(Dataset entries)
----------------------------------------

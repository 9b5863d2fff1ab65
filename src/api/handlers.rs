use std::time::Instant;

use axum::Json;
use axum::extract::{Path, Query, State};
use axum::http::StatusCode;
use axum::response::IntoResponse;
use tracing::info;

use crate::engine::game::Game;
use crate::engine::pgn::to_pgn;
use crate::engine::types::Square;
use crate::tutor::generate_hint;

use super::errors::ApiError;
use super::models::*;
use super::state::SharedState;

// =========================================================================
// Health
// =========================================================================

/// GET /health
pub async fn health(State(state): State<SharedState>) -> Json<HealthResponse> {
    let uptime = state.start_time.elapsed().as_secs();
    let games = state.games.read().await.len();
    Json(HealthResponse {
        status: "ok".to_string(),
        version: env!("CARGO_PKG_VERSION").to_string(),
        games,
        uptime,
    })
}

// =========================================================================
// Create Game
// =========================================================================

/// POST /api/games
pub async fn create_game(
    State(state): State<SharedState>,
    Json(input): Json<CreateGameRequest>,
) -> Result<(StatusCode, Json<GameResponse>), ApiError> {
    let mut game = match input.fen.as_deref() {
        Some(fen) => Game::from_fen(fen)?,
        None => Game::new(),
    };

    game.white_player = input.white_player.unwrap_or_else(|| "White".into());
    game.black_player = input.black_player.unwrap_or_else(|| "Black".into());

    let response = game_to_response(&game);
    let id = game.id.clone();

    let mut games = state.games.write().await;
    if games.len() >= state.config.max_games {
        return Err(ApiError::StoreFull(state.config.max_games));
    }
    games.insert(id.clone(), game);
    info!(game_id = %id, from_fen = input.fen.is_some(), "game created");

    Ok((StatusCode::CREATED, Json(response)))
}

// =========================================================================
// List Games
// =========================================================================

/// GET /api/games
pub async fn list_games(
    State(state): State<SharedState>,
    Query(query): Query<ListGamesQuery>,
) -> Json<ListGamesResponse> {
    let games = state.games.read().await;

    let limit = query.limit.unwrap_or(10).min(100);
    let offset = query.offset.unwrap_or(0);

    let mut filtered: Vec<&Game> = games.values().collect();

    if let Some(ref status_filter) = query.status {
        let sf = status_filter.to_lowercase();
        filtered.retain(|g| g.status().as_str() == sf);
    }

    let total = filtered.len();

    // Newest first.
    filtered.sort_by(|a, b| b.created_at.cmp(&a.created_at));

    let page: Vec<GameResponse> = filtered
        .into_iter()
        .skip(offset)
        .take(limit)
        .map(game_to_response)
        .collect();

    Json(ListGamesResponse {
        games: page,
        total,
        limit,
        offset,
    })
}

// =========================================================================
// Get / Delete Game
// =========================================================================

/// GET /api/games/{id}
pub async fn get_game(
    State(state): State<SharedState>,
    Path(id): Path<String>,
) -> Result<Json<GameResponse>, ApiError> {
    let games = state.games.read().await;
    let game = games
        .get(&id)
        .ok_or_else(|| ApiError::GameNotFound(id.clone()))?;
    Ok(Json(game_to_response(game)))
}

/// DELETE /api/games/{id}
pub async fn delete_game(
    State(state): State<SharedState>,
    Path(id): Path<String>,
) -> Result<Json<DeleteResponse>, ApiError> {
    let mut games = state.games.write().await;
    games
        .remove(&id)
        .ok_or_else(|| ApiError::GameNotFound(id.clone()))?;
    info!(game_id = %id, "game deleted");
    Ok(Json(DeleteResponse {
        success: true,
        message: "Game deleted".to_string(),
    }))
}

// =========================================================================
// Moves
// =========================================================================

/// POST /api/games/{id}/moves
pub async fn make_move(
    State(state): State<SharedState>,
    Path(id): Path<String>,
    Json(input): Json<MoveRequest>,
) -> Result<Json<MoveResponse>, ApiError> {
    let from = parse_square(&input.from)?;
    let to = parse_square(&input.to)?;
    let promotion = input
        .promotion
        .as_deref()
        .map(|p| {
            parse_promotion(p)
                .ok_or_else(|| ApiError::InvalidRequest(format!("invalid promotion: {p}")))
        })
        .transpose()?;

    let mut games = state.games.write().await;
    let game = games
        .get_mut(&id)
        .ok_or_else(|| ApiError::GameNotFound(id.clone()))?;

    let record = game.make_move(from, to, promotion)?;
    if record.status_after.is_game_over() {
        info!(game_id = %id, status = %record.status_after, "game finished");
    }

    Ok(Json(MoveResponse {
        record: record_entry(&record),
        game: game_to_response(game),
    }))
}

/// GET /api/games/{id}/moves
pub async fn get_moves(
    State(state): State<SharedState>,
    Path(id): Path<String>,
) -> Result<Json<MoveListResponse>, ApiError> {
    let games = state.games.read().await;
    let game = games
        .get(&id)
        .ok_or_else(|| ApiError::GameNotFound(id.clone()))?;

    Ok(Json(MoveListResponse {
        moves: game.records().iter().map(record_entry).collect(),
    }))
}

/// POST /api/games/{id}/undo
pub async fn undo_move(
    State(state): State<SharedState>,
    Path(id): Path<String>,
) -> Result<Json<UndoResponse>, ApiError> {
    let mut games = state.games.write().await;
    let game = games
        .get_mut(&id)
        .ok_or_else(|| ApiError::GameNotFound(id.clone()))?;

    let undone = game.undo_move()?;

    Ok(Json(UndoResponse {
        undone: record_entry(&undone),
        game: game_to_response(game),
    }))
}

// =========================================================================
// Hint
// =========================================================================

/// POST /api/games/{id}/hint
pub async fn hint(
    State(state): State<SharedState>,
    Path(id): Path<String>,
) -> Result<Json<HintResponse>, ApiError> {
    let snapshot = {
        let games = state.games.read().await;
        let game = games
            .get(&id)
            .ok_or_else(|| ApiError::GameNotFound(id.clone()))?;
        game.state().clone()
    };

    let (hint, thinking_time) = tokio::task::spawn_blocking(move || {
        let start = Instant::now();
        let hint = generate_hint(&snapshot);
        (hint, start.elapsed().as_millis() as u64)
    })
    .await
    .map_err(|e| ApiError::InternalError(format!("Hint task panicked: {e}")))?;

    Ok(Json(hint_to_response(hint, thinking_time)))
}

// =========================================================================
// Legal Moves
// =========================================================================

/// GET /api/games/{id}/legal-moves
pub async fn legal_moves(
    State(state): State<SharedState>,
    Path(id): Path<String>,
    Query(query): Query<LegalMovesQuery>,
) -> Result<Json<LegalMovesResponse>, ApiError> {
    let games = state.games.read().await;
    let game = games
        .get(&id)
        .ok_or_else(|| ApiError::GameNotFound(id.clone()))?;

    let pairs: Vec<(Square, Square)> = match query.from.as_deref() {
        Some(from) => {
            let from = parse_square(from)?;
            game.valid_moves(from)?
                .into_iter()
                .map(|to| (from, to))
                .collect()
        }
        None => game.state().legal_moves(),
    };

    let moves = pairs
        .into_iter()
        .map(|(from, to)| LegalMoveEntry {
            from: from.to_algebraic(),
            to: to.to_algebraic(),
        })
        .collect();

    Ok(Json(LegalMovesResponse { moves }))
}

// =========================================================================
// Load FEN
// =========================================================================

/// POST /api/games/{id}/fen
pub async fn load_fen(
    State(state): State<SharedState>,
    Path(id): Path<String>,
    Json(input): Json<FenRequest>,
) -> Result<Json<GameResponse>, ApiError> {
    let mut games = state.games.write().await;
    let game = games
        .get_mut(&id)
        .ok_or_else(|| ApiError::GameNotFound(id.clone()))?;

    game.load_fen(&input.fen)?;
    info!(game_id = %id, fen = %input.fen, "position loaded");

    Ok(Json(game_to_response(game)))
}

// =========================================================================
// Export PGN
// =========================================================================

/// GET /api/games/{id}/pgn
pub async fn export_pgn(
    State(state): State<SharedState>,
    Path(id): Path<String>,
) -> Result<impl IntoResponse, ApiError> {
    let games = state.games.read().await;
    let game = games
        .get(&id)
        .ok_or_else(|| ApiError::GameNotFound(id.clone()))?;

    Ok((
        StatusCode::OK,
        [("content-type", "text/plain; charset=utf-8")],
        to_pgn(game),
    ))
}

// =========================================================================
// Tests
// =========================================================================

----------------------------------------

*Required work*. Return every line of the preceding records in which the word "limit" appears.

*Result of the exercise*.
    let limit = query.limit.unwrap_or(10).min(100);
        .take(limit)
        limit,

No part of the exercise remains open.